If, for example, Mike spends an hour as Belgian cartoonist Georges Remi, maker of Tintin, then he and his cat would look like this:
But the next day, should he morph into Bill Watterson (Calvin and Hobbes), then he and Ella might look like this:
Here they are again, in Powerpuff mode (a la Craig McCracken):
This is the Bloom County, or Berkeley Breathed, version:
Mike Holmes calls these studies "Mikenesses." They are all his drawings, imagining himself and Ella through the eyes of these other artists. He's done batches and batches of them, collected here, and even more here.

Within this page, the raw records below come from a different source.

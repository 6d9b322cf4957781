pub mod config;
pub mod corpus;
pub mod error;
pub mod models;
pub mod responder;
pub mod store;

pub use config::RefchatConfig;
pub use error::{ChatError, ChatResult};
pub use models::{CannedAnswer, Message, NewSession, Role, Session, SessionSummary, Table};
pub use responder::{ResponseSource, RoundRobin};
pub use store::{FileSessionStore, SessionStore};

What they are, of course, is a celebration of the many-splendored art of cartooning, but at the same time they show us how different people, in different moods, with different backgrounds, different pleasures and different fears will produce wildly different visions of the world. Gary Larson, for example, likes labs, test tubes and extraterrestrials:
Maurice Sendak likes gentle monsters:
Chuck Jones (Wile E. Coyote, The Grinch) admires schemers, plotters and engineers:
Nick Park (of Wallace and Gromit) focuses on eyes (always big):
Chris Ware likes quiet despair (and rectangles, ovals):
And George Herriman (Krazy Kat, archy and mehitabel), the great-grandpa of American cartoonists, is all about energy, smallness and bravery.
All of us have eyes. But those eyes are attached to brains, and brains sculpt what we take in, emphasizing this, avoiding that, so that one man and one cat can be as many men and as many cats as the number of people looking. If you're a salesperson, trial lawyer, cop, robber, politician, parent, friend, anybody ... this is worth remembering.